* _WHAT THE TASK ASKS_
Exact repetition is the task: copy every entry below.

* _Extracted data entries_
-.-.-

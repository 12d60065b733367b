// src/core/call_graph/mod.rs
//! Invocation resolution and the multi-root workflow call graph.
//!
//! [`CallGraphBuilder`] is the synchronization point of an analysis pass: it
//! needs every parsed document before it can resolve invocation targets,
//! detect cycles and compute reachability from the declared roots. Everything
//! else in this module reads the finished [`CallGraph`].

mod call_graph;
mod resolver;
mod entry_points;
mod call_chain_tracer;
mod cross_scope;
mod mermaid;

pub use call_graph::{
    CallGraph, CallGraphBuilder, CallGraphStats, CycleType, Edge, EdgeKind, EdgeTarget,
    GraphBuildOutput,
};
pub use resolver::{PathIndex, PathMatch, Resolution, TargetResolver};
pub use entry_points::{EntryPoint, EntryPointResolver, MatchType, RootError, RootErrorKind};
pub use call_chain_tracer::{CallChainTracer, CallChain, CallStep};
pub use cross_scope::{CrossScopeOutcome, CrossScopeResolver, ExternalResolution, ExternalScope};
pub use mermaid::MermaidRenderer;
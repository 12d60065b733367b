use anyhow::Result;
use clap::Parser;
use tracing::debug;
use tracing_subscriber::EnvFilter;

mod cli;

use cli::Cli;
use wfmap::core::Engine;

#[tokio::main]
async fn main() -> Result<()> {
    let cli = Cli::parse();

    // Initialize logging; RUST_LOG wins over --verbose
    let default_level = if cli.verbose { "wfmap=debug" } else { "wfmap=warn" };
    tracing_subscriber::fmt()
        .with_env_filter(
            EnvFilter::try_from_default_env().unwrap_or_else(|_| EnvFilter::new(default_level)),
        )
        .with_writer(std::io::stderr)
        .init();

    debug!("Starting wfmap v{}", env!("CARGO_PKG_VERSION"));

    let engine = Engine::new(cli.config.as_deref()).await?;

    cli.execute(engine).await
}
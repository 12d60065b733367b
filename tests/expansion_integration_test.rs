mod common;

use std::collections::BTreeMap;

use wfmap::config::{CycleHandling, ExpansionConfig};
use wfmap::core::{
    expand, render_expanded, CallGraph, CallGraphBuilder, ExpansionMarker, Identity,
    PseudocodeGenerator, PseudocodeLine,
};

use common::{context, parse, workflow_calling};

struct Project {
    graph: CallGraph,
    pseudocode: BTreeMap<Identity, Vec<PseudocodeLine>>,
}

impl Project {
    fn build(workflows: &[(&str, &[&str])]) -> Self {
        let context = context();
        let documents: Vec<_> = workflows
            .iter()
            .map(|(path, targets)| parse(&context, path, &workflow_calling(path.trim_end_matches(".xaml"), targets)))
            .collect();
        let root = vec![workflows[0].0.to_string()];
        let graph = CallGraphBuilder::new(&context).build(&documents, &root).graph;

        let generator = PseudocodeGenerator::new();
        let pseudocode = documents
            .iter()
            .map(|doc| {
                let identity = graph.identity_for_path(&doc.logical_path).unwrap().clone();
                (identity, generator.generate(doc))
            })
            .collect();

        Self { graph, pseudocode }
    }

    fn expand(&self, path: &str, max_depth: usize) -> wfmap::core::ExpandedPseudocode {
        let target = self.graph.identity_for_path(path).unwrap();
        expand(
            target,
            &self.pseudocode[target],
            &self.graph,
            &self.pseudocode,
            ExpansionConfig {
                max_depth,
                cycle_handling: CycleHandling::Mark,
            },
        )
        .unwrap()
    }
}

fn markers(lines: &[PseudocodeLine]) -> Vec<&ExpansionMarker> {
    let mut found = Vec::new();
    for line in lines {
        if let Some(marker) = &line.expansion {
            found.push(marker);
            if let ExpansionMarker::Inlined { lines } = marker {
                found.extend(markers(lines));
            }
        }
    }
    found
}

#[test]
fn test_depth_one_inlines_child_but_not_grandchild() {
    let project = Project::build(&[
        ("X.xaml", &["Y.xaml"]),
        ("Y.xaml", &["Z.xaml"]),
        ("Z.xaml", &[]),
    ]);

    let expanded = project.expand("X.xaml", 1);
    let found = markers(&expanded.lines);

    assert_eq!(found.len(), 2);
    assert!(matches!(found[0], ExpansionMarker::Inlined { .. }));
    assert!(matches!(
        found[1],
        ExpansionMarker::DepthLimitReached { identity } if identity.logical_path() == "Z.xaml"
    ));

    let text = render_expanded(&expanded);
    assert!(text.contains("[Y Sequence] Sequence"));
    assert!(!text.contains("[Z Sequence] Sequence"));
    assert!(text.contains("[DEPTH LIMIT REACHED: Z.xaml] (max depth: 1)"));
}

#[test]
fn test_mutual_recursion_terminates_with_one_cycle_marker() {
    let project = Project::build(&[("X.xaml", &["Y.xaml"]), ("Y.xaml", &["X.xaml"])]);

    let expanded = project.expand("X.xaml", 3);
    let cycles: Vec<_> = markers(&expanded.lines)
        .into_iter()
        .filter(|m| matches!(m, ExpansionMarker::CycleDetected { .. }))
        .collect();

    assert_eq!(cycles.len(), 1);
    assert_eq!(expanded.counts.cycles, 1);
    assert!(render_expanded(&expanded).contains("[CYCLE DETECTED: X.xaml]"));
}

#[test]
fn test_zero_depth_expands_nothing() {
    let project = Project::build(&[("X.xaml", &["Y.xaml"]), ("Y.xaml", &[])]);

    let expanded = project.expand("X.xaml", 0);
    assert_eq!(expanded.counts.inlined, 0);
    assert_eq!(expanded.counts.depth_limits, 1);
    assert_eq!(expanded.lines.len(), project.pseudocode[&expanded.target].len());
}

-.-.-

* _REPLY_
repository 12d60065b733367b
// src/core/call_graph/mod.rs
//! Invocation resolution and the multi-root workflow call graph.
//!
//! [`CallGraphBuilder`] is the synchronization point of an analysis pass: it
//! needs every parsed document before it can resolve invocation targets,
//! detect cycles and compute reachability from the declared roots. Everything
//! else in this module reads the finished [`CallGraph`].

mod call_graph;
mod resolver;
mod entry_points;
mod call_chain_tracer;
mod cross_scope;
mod mermaid;

pub use call_graph::{
    CallGraph, CallGraphBuilder, CallGraphStats, CycleType, Edge, EdgeKind, EdgeTarget,
    GraphBuildOutput,
};
pub use resolver::{PathIndex, PathMatch, Resolution, TargetResolver};
pub use entry_points::{EntryPoint, EntryPointResolver, MatchType, RootError, RootErrorKind};
pub use call_chain_tracer::{CallChainTracer, CallChain, CallStep};
pub use cross_scope::{CrossScopeOutcome, CrossScopeResolver, ExternalResolution, ExternalScope};
pub use mermaid::MermaidRenderer;
repository 12d60065b733367b
use anyhow::Result;
use clap::Parser;
use tracing::debug;
use tracing_subscriber::EnvFilter;

mod cli;

use cli::Cli;
use wfmap::core::Engine;

#[tokio::main]
async fn main() -> Result<()> {
    let cli = Cli::parse();

    // Initialize logging; RUST_LOG wins over --verbose
    let default_level = if cli.verbose { "wfmap=debug" } else { "wfmap=warn" };
    tracing_subscriber::fmt()
        .with_env_filter(
            EnvFilter::try_from_default_env().unwrap_or_else(|_| EnvFilter::new(default_level)),
        )
        .with_writer(std::io::stderr)
        .init();

    debug!("Starting wfmap v{}", env!("CARGO_PKG_VERSION"));

    let engine = Engine::new(cli.config.as_deref()).await?;

    cli.execute(engine).await
}
repository 12d60065b733367b
filename tests/expansion_integration_test.rs
mod common;

use std::collections::BTreeMap;

use wfmap::config::{CycleHandling, ExpansionConfig};
use wfmap::core::{
    expand, render_expanded, CallGraph, CallGraphBuilder, ExpansionMarker, Identity,
    PseudocodeGenerator, PseudocodeLine,
};

use common::{context, parse, workflow_calling};

struct Project {
    graph: CallGraph,
    pseudocode: BTreeMap<Identity, Vec<PseudocodeLine>>,
}

impl Project {
    fn build(workflows: &[(&str, &[&str])]) -> Self {
        let context = context();
        let documents: Vec<_> = workflows
            .iter()
            .map(|(path, targets)| parse(&context, path, &workflow_calling(path.trim_end_matches(".xaml"), targets)))
            .collect();
        let root = vec![workflows[0].0.to_string()];
        let graph = CallGraphBuilder::new(&context).build(&documents, &root).graph;

        let generator = PseudocodeGenerator::new();
        let pseudocode = documents
            .iter()
            .map(|doc| {
                let identity = graph.identity_for_path(&doc.logical_path).unwrap().clone();
                (identity, generator.generate(doc))
            })
            .collect();

        Self { graph, pseudocode }
    }

    fn expand(&self, path: &str, max_depth: usize) -> wfmap::core::ExpandedPseudocode {
        let target = self.graph.identity_for_path(path).unwrap();
        expand(
            target,
            &self.pseudocode[target],
            &self.graph,
            &self.pseudocode,
            ExpansionConfig {
                max_depth,
                cycle_handling: CycleHandling::Mark,
            },
        )
        .unwrap()
    }
}

fn markers(lines: &[PseudocodeLine]) -> Vec<&ExpansionMarker> {
    let mut found = Vec::new();
    for line in lines {
        if let Some(marker) = &line.expansion {
            found.push(marker);
            if let ExpansionMarker::Inlined { lines } = marker {
                found.extend(markers(lines));
            }
        }
    }
    found
}

#[test]
fn test_depth_one_inlines_child_but_not_grandchild() {
    let project = Project::build(&[
        ("X.xaml", &["Y.xaml"]),
        ("Y.xaml", &["Z.xaml"]),
        ("Z.xaml", &[]),
    ]);

    let expanded = project.expand("X.xaml", 1);
    let found = markers(&expanded.lines);

    assert_eq!(found.len(), 2);
    assert!(matches!(found[0], ExpansionMarker::Inlined { .. }));
    assert!(matches!(
        found[1],
        ExpansionMarker::DepthLimitReached { identity } if identity.logical_path() == "Z.xaml"
    ));

    let text = render_expanded(&expanded);
    assert!(text.contains("[Y Sequence] Sequence"));
    assert!(!text.contains("[Z Sequence] Sequence"));
    assert!(text.contains("[DEPTH LIMIT REACHED: Z.xaml] (max depth: 1)"));
}

#[test]
fn test_mutual_recursion_terminates_with_one_cycle_marker() {
    let project = Project::build(&[("X.xaml", &["Y.xaml"]), ("Y.xaml", &["X.xaml"])]);

    let expanded = project.expand("X.xaml", 3);
    let cycles: Vec<_> = markers(&expanded.lines)
        .into_iter()
        .filter(|m| matches!(m, ExpansionMarker::CycleDetected { .. }))
        .collect();

    assert_eq!(cycles.len(), 1);
    assert_eq!(expanded.counts.cycles, 1);
    assert!(render_expanded(&expanded).contains("[CYCLE DETECTED: X.xaml]"));
}

#[test]
fn test_zero_depth_expands_nothing() {
    let project = Project::build(&[("X.xaml", &["Y.xaml"]), ("Y.xaml", &[])]);

    let expanded = project.expand("X.xaml", 0);
    assert_eq!(expanded.counts.inlined, 0);
    assert_eq!(expanded.counts.depth_limits, 1);
    assert_eq!(expanded.lines.len(), project.pseudocode[&expanded.target].len());
}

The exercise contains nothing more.